The exception to this trend is Quebec which, to date, has not experienced this phenomenon. This may be because it is generally considered more favorable to the authorization (certification) of class actions than the common law provinces. In addition, Quebec’s “first-to-file” rule avoids class action battles between plaintiff companies and provides greater certainty for the first company to seek authorization.

Basic characteristics of MDL-like procedures

To date, most of these Canadian “mass tort” cases are still in the preliminary stages, offering limited insight into best practices or likely outcomes in the absence of a framework to manage them. However, certain fundamental characteristics differentiate these procedures from class actions.

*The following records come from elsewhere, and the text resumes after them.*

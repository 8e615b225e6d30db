use crate::error::Result;
use crate::llm::models::{ChatMessage, GenerationConfig};
use async_trait::async_trait;

/// Abstract interface for remote text-generation services
///
/// A gateway is transport only: it sends the system instruction, the prior
/// history and the new message, and hands back the reply text. It never
/// inspects the response beyond its text, and it never decides which
/// credential to use; key selection belongs to the caller.
#[async_trait]
pub trait LlmGateway: Send + Sync {
    /// Complete a generation request with a text response
    async fn complete(
        &self,
        model: &str,
        api_key: &str,
        system_instruction: &str,
        history: &[ChatMessage],
        message: &str,
        config: &GenerationConfig,
    ) -> Result<String>;
}
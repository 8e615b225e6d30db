use serde::{Deserialize, Serialize};

/// Message role in a chat conversation
#[derive(Debug, Clone, Copy, PartialEq, Eq, Serialize, Deserialize)]
#[serde(rename_all = "lowercase")]
pub enum MessageRole {
    User,
    Assistant,
}

impl MessageRole {
    /// The role name the Gemini wire format expects ("user" / "model")
    pub fn wire_name(&self) -> &'static str {
        match self {
            MessageRole::User => "user",
            MessageRole::Assistant => "model",
        }
    }
}

/// Message in a chat conversation
///
/// Messages are immutable once appended to a conversation history; the
/// history is the single source of truth for rendering and for the model
/// call's history parameter.
#[derive(Debug, Clone, PartialEq, Eq, Serialize, Deserialize)]
pub struct ChatMessage {
    pub role: MessageRole,
    pub content: String,
}

impl ChatMessage {
    /// Create a user message
    pub fn user(content: impl Into<String>) -> Self {
        Self {
            role: MessageRole::User,
            content: content.into(),
        }
    }

    /// Create an assistant message
    pub fn assistant(content: impl Into<String>) -> Self {
        Self {
            role: MessageRole::Assistant,
            content: content.into(),
        }
    }
}

/// Generation parameters passed to the remote model
#[derive(Debug, Clone)]
pub struct GenerationConfig {
    pub temperature: f32,
    pub top_p: f32,
    pub top_k: u32,
    pub max_output_tokens: u32,
}

impl Default for GenerationConfig {
    fn default() -> Self {
        Self {
            temperature: 0.7,
            top_p: 0.95,
            top_k: 40,
            max_output_tokens: 1024,
        }
    }
}

/// Safety threshold for one harm category
#[derive(Debug, Clone, Serialize, Deserialize)]
pub struct SafetySetting {
    pub category: String,
    pub threshold: String,
}

/// The default safety thresholds sent with every generation request
pub fn default_safety_settings() -> Vec<SafetySetting> {
    [
        "HARM_CATEGORY_HARASSMENT",
        "HARM_CATEGORY_HATE_SPEECH",
        "HARM_CATEGORY_SEXUALLY_EXPLICIT",
        "HARM_CATEGORY_DANGEROUS_CONTENT",
    ]
    .iter()
    .map(|category| SafetySetting {
        category: category.to_string(),
        threshold: "BLOCK_MEDIUM_AND_ABOVE".to_string(),
    })
    .collect()
}
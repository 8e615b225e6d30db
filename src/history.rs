//! Conversation persistence.
//!
//! Saves a conversation history as a timestamped JSON file and loads it
//! back. Loading is forgiving: any failure (missing file, bad JSON) yields
//! an empty history rather than an error.

use crate::error::Result;
use crate::llm::ChatMessage;
use chrono::{DateTime, Utc};
use std::fs;
use std::path::{Path, PathBuf};
use tracing::warn;

/// Save `messages` to `<user-id_>YYYYMMDD_HHMMSS.json` under `dir`, creating
/// the directory as needed. Returns the path written.
pub fn save_conversation(
    dir: &Path,
    messages: &[ChatMessage],
    user_id: Option<&str>,
) -> Result<PathBuf> {
    save_conversation_at(dir, messages, user_id, Utc::now())
}

/// Like [`save_conversation`] with an explicit timestamp
pub fn save_conversation_at(
    dir: &Path,
    messages: &[ChatMessage],
    user_id: Option<&str>,
    now: DateTime<Utc>,
) -> Result<PathBuf> {
    fs::create_dir_all(dir)?;

    let user_prefix = user_id.map(|id| format!("{}_", id)).unwrap_or_default();
    let path = dir.join(format!("{}{}.json", user_prefix, now.format("%Y%m%d_%H%M%S")));

    fs::write(&path, serde_json::to_string_pretty(messages)?)?;
    Ok(path)
}

/// Load a previously saved conversation, or an empty history on any failure
pub fn load_conversation(path: &Path) -> Vec<ChatMessage> {
    match try_load(path) {
        Ok(messages) => messages,
        Err(err) => {
            warn!(path = %path.display(), error = %err, "Error loading conversation");
            Vec::new()
        }
    }
}

fn try_load(path: &Path) -> Result<Vec<ChatMessage>> {
    let data = fs::read_to_string(path)?;
    Ok(serde_json::from_str(&data)?)
}
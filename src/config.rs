//! Application configuration.
//!
//! Credentials are sourced only from the environment (optionally via a
//! `.env` file): `GOOGLE_API_KEY` for the single-key setup, or
//! `GOOGLE_API_KEY_1`..`GOOGLE_API_KEY_5` for a rotating pool. Starting with
//! zero usable keys is a fatal configuration error.

use crate::chat::cache::DEFAULT_CACHE_CAPACITY;
use crate::chat::engine::DEFAULT_MODEL;
use crate::error::{AshaError, Result};
use crate::llm::gateways::gemini::DEFAULT_TIMEOUT_SECS;
use crate::llm::key_pool::DEFAULT_COOLDOWN_SECS;
use std::path::PathBuf;
use tracing::warn;

/// Google API keys are ~40 characters; anything shorter is a paste error
const MIN_KEY_LENGTH: usize = 30;

/// Everything the engine needs to come up
#[derive(Debug, Clone)]
pub struct AppConfig {
    pub api_keys: Vec<String>,
    pub model: String,
    pub cache_enabled: bool,
    pub cache_capacity: usize,
    pub key_cooldown_secs: i64,
    pub request_timeout_secs: u64,
    pub log_dir: Option<PathBuf>,
}

impl AppConfig {
    /// Configuration with defaults for everything but the credentials
    pub fn new(api_keys: Vec<String>) -> Self {
        Self {
            api_keys,
            model: DEFAULT_MODEL.to_string(),
            cache_enabled: true,
            cache_capacity: DEFAULT_CACHE_CAPACITY,
            key_cooldown_secs: DEFAULT_COOLDOWN_SECS,
            request_timeout_secs: DEFAULT_TIMEOUT_SECS,
            log_dir: None,
        }
    }

    /// Load configuration from the environment (and `.env` when present).
    ///
    /// Fails when no usable credential is found; that halts startup rather
    /// than letting every later call fail.
    pub fn from_env() -> Result<Self> {
        dotenv::dotenv().ok();

        let candidates = key_env_names()
            .into_iter()
            .map(|name| {
                let value = std::env::var(&name).ok();
                (name, value)
            })
            .collect::<Vec<_>>();

        Self::from_key_candidates(candidates)
    }

    fn from_key_candidates(candidates: Vec<(String, Option<String>)>) -> Result<Self> {
        let api_keys = usable_keys(candidates);
        if api_keys.is_empty() {
            return Err(AshaError::ConfigError(
                "no usable API keys found; set GOOGLE_API_KEY or GOOGLE_API_KEY_1..GOOGLE_API_KEY_5"
                    .to_string(),
            ));
        }

        Ok(Self::new(api_keys))
    }

    pub fn with_model(mut self, model: impl Into<String>) -> Self {
        self.model = model.into();
        self
    }

    pub fn without_cache(mut self) -> Self {
        self.cache_enabled = false;
        self
    }

    pub fn with_cache_capacity(mut self, capacity: usize) -> Self {
        self.cache_capacity = capacity;
        self
    }

    pub fn with_log_dir(mut self, dir: impl Into<PathBuf>) -> Self {
        self.log_dir = Some(dir.into());
        self
    }
}

fn key_env_names() -> Vec<String> {
    let mut names = vec!["GOOGLE_API_KEY".to_string()];
    names.extend((1..=5).map(|i| format!("GOOGLE_API_KEY_{}", i)));
    names
}

fn usable_keys(candidates: Vec<(String, Option<String>)>) -> Vec<String> {
    let mut keys = Vec::new();
    for (name, value) in candidates {
        let Some(value) = value else { continue };
        let value = value.trim().to_string();
        if value.is_empty() {
            continue;
        }
        if looks_like_api_key(&value) {
            keys.push(value);
        } else {
            warn!(variable = %name, "Ignoring implausibly short API key");
        }
    }
    keys
}

fn looks_like_api_key(key: &str) -> bool {
    key.len() >= MIN_KEY_LENGTH
}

  • Early attention to merits. The early stages of MDL-type claims will focus more on substance. In the case of a class action, the statutory elements of certification are intended to determine whether, procedurally, the claims of the proposed class should proceed through a class action. There is no assessment of merits. With an “inventory” of individual actions, there is no request for certification. The parties must therefore turn their attention to the merits of the plaintiffs’ claims much earlier.
  • More initial work. A “mass tort” proceeding may involve more up-front work and expense than a class action. When it comes to individual actions, each has its own pleadings and will potentially be subject to document production and discovery. In contrast, a class action is a single action with a single set of pleadings, which means that these pre-trial steps usually occur once.
  • More information. Parties will generally have more information about the litigation landscape sooner when dealing with multiple individual actions. A set of individual actions creates a defined universe of requesters, whose number and potential value of their requests are known. In the early stages of a class action, the size and composition of the proposed class can often be difficult to determine.
  • Less judicial oversight. Class action law generally provides significant judicial oversight over a class action. The court determines whether the action should be certified, decides which plaintiff company should take over the litigation (if the carriage is disputed), and determines whether any proposed settlement should be approved. With individual actions, there may be fewer opportunities for the court to manage the dispute as a whole. Each action is subject to the rules of procedure of the province in which it is brought, which makes it difficult to manage cases between different jurisdictions. Even for similar actions in the same province, different courts may have different practices and procedures, and obtaining formal case management to facilitate the coordination of proceedings is not always a certainty. In addition, the court is generally not required to approve the settlement of individual actions, which may result in confidential settlements, as is generally the case with individual claims.
  • Conflict with Parallel Class Actions. The coexistence of a class action and numerous individual actions relating to a particular product may create tension with the preferable procedural criterion of the class action certification test, since individual actions are clearly the preferred procedural vehicle of certain potential members of the band.
  • Less purpose. The determination and/or settlement of a certified class action will generally be binding on all class members, known or unknown. In contrast, the resolution of individual cases generally only binds the parties. Therefore, the resolution or settlement of an existing “mass tort” proceeding may not offer the same degree of finality as a class action settlement, leaving open the possibility of future claims.

New approaches require a creative and flexible response

“Mass tort” claims do not have the well-worn history of class actions or their procedural framework. In the absence of these benchmarks, defense attorneys must adapt their strategies to the circumstances of the plaintiffs’ allegations and the objectives of their clients, continuing to be creative and flexible in their responses.